本開示は、リチウムイオン二次電池用正極の製造方法に関する。
特開平6−196169号公報(特許文献1)は、発泡アルミニウム(Al)に、スラリーを含浸することにより、リチウムイオン二次電池用正極(以下単に「正極」と記される場合がある)を製造することを開示している。
特開平6−196169号公報
正極の集電体としてAl箔が普及している。典型的には、Al箔の表面に、スラリーが塗布され、乾燥されることにより、正極が製造される。スラリーは、溶媒中に正極合材が分散した粒子分散液である。スラリーは、正極活物質、導電材、結着材および溶媒等が混合されることにより調製される。
集電体として、発泡Alのような多孔質Al基材も提案されている(特許文献1を参照のこと)。ただし多孔質Al基材の普及は進んでいない。電池のエネルギー密度を高めることが困難なためである。すなわち多孔質Al基材への含浸性を確保するためには、スラリーの粘度が、ある程度低い必要がある。そのためスラリーの固形分比率が必然的に低くなる。固形分比率は、溶媒以外の成分(すなわち正極合材)の質量比率を示す。スラリーの固形分比率が低いため、多孔質Al基材に正極合材を密に充填することが困難である。
本開示の目的は、多孔質Al基材への正極合材の充填量を増加させることにある。
以下、本開示の技術的構成および作用効果が説明される。ただし、本開示の作用メカニズムは推定を含んでいる。作用メカニズムの正否により、本開示の範囲が限定されるべきではない。

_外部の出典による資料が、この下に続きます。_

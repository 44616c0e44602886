pub mod collections;
pub mod info;
pub mod registry;
pub mod shape;

pub use collections::{CollectionKind, CollectionOps, DynCollection, ElemView};
pub use info::{Ability, KeyScalarLike, TypeInfo, TypeInfoBuilder, ability};
pub use registry::{RegistryBuilder, TypeRegistry};
pub use shape::{Bindings, TypeShape, ctor, unify};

本開示のリチウムイオン二次電池用正極の製造方法は、以下の(A)〜(C)を含む。
(A)正極活物質と導電材と結着材と溶媒とを混合することにより、顆粒を調製する。
(B)顆粒を多孔質アルミニウム基材に充填する。
(C)顆粒が充填された多孔質アルミニウム基材を圧延することにより、リチウムイオン二次電池用正極を製造する。
顆粒が、85質量%以上100質量%未満の固形分比率を有し、かつ多孔質アルミニウム基材の平均開気孔径よりも小さいメジアン径を有するように調製される。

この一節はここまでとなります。